The company said that using a large number of cars to collect different driving data is critical to developing a robust self-driving car system, but testing self-driving cars with expensive sensors are too expensive and impossible to test at scale.
Moreover, Tesla has been using cameras to collect data from more than a million cars on the road to developing its self-driving technology, while Alphabet’s Waymo and other self-driving car companies have installed expensive sensors on a handful of vehicles, such as Lidar.
“We need a lot of data. It’s not enough to collect a small amount of data from a small fleet of very expensive self-driving cars,” said Michael Benisch, vice president of engineering at Woven Planet.

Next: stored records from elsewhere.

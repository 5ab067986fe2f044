use super::*;

#[tokio::test]
async fn write_output_creates_squad_skill_path() {
    let dir = tempfile::tempdir().unwrap();
    let ws = Workspace::new(dir.path());
    let path = ws.write_output("creative", "copywriting", "copywriting-20260216-abc123", "# Draft\n\nHello.").await.unwrap();
    assert_eq!(path, "outputs/creative/copywriting/copywriting-20260216-abc123.md");
    let content = ws.read_output(&path).await.unwrap();
    assert_eq!(content, "# Draft\n\nHello.");
}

“We can unlock the advantage that Toyota and the big automakers have, which is getting a lot of data, but at a much lower level of fidelity,” Benisch said. Benisch was the director of engineering at Lyft’s self-driving unit, which Toyota acquired last year.
The cameras used by Woven Planet are 90 percent cheaper than previously used sensors and can be easily mounted on small passenger cars. Using much of the data from the low-cost cameras improved the system’s performance to a level similar to when the system was trained exclusively with high-cost sensor data, the company said.
Furthermore, Toyota will still use a variety of sensors such as lidar and radar for robo-taxi and other self-driving cars, he said, because that appears to be the best and safest way to develop a robo-taxi right now.
“But in many years, it’s entirely possible that camera-like technologies will catch up and surpass some of the more advanced sensors,” he said. “But exactly when and how long it will take to reach a safe and reliable level is still unknown.”
Tesla CEO Elon Musk said full camera self-driving could be achieved this year after repeatedly failing to meet previous targets.